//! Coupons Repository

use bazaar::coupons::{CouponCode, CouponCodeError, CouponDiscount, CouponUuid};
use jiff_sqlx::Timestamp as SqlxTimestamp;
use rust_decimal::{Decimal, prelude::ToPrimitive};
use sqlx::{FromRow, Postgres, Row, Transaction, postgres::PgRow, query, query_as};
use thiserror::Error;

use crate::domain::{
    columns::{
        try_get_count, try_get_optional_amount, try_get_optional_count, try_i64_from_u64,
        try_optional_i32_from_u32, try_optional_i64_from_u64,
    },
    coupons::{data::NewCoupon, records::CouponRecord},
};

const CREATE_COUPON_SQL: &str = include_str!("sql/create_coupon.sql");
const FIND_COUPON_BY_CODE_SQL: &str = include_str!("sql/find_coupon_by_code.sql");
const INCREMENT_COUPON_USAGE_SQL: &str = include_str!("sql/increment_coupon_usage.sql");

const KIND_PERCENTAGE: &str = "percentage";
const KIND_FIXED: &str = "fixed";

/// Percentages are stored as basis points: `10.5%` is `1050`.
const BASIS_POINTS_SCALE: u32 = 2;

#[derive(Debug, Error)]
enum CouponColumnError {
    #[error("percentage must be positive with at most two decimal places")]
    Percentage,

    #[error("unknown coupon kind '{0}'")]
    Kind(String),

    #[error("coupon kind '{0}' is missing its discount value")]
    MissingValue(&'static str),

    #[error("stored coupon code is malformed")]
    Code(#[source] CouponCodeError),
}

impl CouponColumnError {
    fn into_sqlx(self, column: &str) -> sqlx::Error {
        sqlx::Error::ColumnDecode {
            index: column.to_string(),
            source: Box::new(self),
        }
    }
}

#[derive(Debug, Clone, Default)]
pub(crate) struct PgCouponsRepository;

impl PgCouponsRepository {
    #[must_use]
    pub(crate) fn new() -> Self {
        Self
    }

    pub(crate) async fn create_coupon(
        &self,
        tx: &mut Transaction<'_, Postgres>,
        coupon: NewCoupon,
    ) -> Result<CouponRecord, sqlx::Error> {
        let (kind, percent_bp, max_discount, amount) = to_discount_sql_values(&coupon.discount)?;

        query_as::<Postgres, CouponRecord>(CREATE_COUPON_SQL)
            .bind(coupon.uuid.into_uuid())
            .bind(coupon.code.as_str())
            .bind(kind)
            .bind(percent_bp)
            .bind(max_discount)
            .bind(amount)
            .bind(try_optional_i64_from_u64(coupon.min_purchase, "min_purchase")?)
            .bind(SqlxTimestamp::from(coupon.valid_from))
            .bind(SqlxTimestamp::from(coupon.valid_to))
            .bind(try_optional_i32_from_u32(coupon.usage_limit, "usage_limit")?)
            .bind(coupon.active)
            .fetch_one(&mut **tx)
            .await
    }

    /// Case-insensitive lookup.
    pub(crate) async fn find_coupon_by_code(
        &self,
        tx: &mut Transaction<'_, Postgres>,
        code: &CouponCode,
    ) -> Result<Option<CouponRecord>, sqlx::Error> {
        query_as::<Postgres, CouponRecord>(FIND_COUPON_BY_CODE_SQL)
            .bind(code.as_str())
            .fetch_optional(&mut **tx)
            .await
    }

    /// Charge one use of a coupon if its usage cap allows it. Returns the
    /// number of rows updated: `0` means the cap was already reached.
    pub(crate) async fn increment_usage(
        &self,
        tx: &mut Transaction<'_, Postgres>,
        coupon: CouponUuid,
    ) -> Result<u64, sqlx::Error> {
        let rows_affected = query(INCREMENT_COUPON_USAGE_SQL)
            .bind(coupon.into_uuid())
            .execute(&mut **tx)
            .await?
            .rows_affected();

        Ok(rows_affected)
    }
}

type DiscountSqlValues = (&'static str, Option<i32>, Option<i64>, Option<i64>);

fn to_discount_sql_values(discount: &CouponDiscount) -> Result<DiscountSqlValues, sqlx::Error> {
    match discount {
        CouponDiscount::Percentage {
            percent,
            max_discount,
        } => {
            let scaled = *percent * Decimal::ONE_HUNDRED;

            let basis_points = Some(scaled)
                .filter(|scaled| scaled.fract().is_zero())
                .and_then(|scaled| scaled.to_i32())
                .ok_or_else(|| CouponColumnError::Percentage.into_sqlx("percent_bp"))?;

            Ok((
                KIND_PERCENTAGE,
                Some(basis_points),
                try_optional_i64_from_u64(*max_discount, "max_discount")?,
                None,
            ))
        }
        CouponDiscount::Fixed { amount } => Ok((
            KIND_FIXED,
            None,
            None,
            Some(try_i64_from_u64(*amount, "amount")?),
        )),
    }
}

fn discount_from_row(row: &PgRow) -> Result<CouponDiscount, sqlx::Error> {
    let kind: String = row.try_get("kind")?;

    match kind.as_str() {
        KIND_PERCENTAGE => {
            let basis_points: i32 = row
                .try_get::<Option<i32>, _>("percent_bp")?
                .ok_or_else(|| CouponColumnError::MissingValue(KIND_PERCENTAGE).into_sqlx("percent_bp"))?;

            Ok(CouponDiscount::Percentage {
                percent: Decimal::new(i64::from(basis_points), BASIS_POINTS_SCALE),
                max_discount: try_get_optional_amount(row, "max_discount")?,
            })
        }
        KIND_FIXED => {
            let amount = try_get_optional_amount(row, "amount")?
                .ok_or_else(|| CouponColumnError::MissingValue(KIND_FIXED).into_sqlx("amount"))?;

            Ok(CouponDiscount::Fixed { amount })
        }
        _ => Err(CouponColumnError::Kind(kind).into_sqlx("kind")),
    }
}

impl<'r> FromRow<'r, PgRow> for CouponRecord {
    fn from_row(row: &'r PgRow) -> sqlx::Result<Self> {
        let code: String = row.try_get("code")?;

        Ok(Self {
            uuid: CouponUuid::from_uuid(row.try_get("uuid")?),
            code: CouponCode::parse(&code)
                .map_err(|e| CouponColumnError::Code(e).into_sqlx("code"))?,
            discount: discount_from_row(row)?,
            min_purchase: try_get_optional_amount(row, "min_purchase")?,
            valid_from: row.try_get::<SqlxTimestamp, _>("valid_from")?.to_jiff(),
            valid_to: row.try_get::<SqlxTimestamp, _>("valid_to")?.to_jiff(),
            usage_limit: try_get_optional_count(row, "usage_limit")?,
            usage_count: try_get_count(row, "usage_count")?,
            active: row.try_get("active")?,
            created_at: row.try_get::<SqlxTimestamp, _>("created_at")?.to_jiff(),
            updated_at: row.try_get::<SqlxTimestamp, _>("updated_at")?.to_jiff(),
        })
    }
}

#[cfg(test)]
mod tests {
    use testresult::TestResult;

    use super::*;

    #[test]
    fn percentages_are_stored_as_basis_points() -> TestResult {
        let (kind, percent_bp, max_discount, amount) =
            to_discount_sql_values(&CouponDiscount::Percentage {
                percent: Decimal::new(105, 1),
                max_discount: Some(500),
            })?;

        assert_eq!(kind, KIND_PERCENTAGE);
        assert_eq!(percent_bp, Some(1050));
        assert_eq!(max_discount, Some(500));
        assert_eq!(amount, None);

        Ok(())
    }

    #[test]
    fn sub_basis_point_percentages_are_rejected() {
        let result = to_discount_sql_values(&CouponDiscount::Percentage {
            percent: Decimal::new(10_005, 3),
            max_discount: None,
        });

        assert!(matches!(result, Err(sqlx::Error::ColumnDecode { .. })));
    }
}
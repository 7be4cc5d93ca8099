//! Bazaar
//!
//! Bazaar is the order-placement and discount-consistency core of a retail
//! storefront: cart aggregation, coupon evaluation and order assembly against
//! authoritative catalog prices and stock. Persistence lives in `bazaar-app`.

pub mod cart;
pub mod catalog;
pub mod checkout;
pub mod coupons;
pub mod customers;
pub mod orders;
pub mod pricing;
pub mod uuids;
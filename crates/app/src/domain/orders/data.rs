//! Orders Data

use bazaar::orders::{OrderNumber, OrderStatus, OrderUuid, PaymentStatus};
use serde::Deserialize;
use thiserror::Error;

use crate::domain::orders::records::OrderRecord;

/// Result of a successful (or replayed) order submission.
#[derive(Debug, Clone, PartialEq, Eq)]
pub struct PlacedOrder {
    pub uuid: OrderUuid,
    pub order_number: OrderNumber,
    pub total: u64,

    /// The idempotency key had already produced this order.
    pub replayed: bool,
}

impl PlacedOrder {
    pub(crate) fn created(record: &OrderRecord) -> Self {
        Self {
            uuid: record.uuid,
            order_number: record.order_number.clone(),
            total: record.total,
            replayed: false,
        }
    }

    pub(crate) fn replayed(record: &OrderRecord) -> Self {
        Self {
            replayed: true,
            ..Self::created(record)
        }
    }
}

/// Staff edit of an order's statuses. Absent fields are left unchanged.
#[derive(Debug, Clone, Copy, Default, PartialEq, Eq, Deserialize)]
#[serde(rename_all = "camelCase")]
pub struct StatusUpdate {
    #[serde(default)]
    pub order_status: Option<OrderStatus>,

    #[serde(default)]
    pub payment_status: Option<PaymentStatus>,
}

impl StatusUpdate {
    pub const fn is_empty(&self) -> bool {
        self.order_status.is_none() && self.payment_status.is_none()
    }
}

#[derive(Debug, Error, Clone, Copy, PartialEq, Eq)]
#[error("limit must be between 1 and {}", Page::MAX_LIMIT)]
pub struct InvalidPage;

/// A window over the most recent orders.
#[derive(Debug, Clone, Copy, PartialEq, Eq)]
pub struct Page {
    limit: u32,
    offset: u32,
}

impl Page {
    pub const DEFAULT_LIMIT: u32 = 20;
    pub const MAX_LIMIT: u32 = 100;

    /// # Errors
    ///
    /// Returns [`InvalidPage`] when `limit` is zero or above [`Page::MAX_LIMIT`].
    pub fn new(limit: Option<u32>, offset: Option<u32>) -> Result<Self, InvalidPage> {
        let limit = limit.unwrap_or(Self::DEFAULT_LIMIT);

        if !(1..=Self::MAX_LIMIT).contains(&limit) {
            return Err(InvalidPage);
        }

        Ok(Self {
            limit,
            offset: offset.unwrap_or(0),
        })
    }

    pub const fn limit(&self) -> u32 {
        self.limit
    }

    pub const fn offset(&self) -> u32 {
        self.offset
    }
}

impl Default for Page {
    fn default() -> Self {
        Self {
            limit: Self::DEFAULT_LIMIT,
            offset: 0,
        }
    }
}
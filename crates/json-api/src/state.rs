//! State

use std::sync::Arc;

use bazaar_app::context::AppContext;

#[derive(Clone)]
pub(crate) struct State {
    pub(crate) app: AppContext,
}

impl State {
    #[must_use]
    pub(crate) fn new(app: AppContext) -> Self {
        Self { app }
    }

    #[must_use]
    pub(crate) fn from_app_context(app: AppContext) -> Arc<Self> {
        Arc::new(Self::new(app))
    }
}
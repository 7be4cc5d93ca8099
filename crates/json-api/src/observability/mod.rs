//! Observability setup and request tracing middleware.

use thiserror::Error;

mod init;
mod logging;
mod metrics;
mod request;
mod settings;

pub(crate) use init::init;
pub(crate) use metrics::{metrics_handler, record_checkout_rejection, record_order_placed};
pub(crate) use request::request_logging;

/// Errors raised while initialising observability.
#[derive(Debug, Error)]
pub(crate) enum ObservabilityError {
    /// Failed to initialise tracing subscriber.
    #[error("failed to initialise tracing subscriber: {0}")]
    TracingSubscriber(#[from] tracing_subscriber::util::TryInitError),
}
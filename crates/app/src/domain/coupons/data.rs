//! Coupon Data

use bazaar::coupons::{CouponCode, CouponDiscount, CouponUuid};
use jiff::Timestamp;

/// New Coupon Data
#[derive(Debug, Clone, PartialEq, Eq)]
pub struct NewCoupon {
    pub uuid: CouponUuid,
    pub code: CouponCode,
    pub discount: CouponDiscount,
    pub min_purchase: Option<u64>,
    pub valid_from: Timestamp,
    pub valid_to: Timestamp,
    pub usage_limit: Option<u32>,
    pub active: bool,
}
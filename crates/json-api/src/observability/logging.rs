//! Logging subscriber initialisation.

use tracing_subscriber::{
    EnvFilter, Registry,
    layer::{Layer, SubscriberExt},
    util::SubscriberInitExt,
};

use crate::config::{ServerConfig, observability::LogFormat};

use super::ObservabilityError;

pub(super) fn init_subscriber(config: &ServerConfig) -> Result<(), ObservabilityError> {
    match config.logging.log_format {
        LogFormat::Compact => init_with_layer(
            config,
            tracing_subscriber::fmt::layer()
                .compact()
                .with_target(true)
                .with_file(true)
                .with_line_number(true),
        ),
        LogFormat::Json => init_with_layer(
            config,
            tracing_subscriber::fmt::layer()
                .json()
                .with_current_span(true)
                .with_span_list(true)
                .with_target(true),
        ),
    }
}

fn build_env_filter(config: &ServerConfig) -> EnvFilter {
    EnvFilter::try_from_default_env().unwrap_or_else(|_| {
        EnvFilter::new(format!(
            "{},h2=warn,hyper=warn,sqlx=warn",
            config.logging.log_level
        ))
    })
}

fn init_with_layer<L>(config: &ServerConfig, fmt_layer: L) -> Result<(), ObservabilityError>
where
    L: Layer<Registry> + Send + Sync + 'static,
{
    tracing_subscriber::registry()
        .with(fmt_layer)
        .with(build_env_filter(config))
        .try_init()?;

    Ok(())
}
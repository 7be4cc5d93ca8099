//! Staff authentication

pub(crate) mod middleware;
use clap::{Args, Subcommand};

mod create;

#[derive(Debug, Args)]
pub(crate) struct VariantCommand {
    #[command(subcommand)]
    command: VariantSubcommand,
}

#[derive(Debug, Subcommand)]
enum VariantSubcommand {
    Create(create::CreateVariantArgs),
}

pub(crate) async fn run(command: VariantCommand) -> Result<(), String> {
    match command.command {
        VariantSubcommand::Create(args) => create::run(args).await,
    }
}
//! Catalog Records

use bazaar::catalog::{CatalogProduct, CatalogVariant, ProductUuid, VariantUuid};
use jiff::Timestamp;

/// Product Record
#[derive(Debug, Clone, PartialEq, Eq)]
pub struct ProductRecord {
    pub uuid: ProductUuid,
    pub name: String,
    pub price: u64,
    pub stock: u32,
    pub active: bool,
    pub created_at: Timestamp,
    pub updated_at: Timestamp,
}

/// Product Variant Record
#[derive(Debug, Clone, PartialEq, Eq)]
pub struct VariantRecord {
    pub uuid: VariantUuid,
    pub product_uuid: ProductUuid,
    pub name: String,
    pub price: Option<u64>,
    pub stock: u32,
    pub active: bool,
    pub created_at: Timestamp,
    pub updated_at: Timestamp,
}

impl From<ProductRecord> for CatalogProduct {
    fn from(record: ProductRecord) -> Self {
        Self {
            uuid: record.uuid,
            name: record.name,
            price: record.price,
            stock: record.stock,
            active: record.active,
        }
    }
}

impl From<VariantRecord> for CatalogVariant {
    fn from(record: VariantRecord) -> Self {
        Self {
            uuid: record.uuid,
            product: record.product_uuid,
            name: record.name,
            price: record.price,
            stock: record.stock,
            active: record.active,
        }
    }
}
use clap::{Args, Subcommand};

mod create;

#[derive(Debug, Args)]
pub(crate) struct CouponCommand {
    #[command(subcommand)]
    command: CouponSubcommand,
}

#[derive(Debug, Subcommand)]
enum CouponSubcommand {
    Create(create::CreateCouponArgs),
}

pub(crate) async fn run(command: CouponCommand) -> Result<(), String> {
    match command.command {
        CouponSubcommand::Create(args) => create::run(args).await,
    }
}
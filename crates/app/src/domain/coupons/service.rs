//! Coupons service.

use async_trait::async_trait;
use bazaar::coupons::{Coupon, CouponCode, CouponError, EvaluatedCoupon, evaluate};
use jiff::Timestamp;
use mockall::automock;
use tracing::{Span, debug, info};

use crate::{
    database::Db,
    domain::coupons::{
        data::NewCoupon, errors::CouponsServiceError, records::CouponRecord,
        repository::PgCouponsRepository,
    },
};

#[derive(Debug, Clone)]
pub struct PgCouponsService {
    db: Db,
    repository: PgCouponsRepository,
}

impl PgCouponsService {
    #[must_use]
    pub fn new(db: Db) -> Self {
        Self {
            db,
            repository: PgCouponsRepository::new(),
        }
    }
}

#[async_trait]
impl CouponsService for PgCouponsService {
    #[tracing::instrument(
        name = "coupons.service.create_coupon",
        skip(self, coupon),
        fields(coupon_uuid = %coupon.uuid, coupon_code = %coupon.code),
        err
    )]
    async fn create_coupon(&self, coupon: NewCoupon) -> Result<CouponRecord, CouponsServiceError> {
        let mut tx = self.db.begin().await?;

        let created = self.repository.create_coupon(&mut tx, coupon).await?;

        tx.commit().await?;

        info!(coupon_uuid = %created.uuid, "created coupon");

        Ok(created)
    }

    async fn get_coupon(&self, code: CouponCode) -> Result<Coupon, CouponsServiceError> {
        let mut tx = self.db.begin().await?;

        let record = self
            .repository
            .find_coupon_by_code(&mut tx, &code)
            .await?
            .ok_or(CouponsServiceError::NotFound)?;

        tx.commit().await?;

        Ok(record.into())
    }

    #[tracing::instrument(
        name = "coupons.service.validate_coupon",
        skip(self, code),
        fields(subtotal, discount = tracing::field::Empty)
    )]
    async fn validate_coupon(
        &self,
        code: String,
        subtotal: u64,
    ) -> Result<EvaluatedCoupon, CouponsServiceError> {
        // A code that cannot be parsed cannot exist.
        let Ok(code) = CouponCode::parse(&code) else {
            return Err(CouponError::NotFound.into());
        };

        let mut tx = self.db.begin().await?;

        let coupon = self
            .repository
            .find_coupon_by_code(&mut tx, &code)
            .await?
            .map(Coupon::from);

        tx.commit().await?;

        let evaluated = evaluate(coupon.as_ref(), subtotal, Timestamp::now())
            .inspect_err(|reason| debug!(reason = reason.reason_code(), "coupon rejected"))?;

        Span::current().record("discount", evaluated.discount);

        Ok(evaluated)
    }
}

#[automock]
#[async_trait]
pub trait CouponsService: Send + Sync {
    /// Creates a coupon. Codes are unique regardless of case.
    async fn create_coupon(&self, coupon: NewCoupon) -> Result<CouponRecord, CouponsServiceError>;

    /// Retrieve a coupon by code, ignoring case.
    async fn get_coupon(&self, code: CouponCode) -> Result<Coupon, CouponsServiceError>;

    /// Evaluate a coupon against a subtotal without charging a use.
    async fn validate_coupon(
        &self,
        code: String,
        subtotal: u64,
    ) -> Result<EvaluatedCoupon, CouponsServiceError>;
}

▬▬▬▬▬▬

TASK DETAILS: Make a tally of the lines in this data that include the string "scaled", and answer with that tally alone.

REPLY TO THE EXERCISE: 4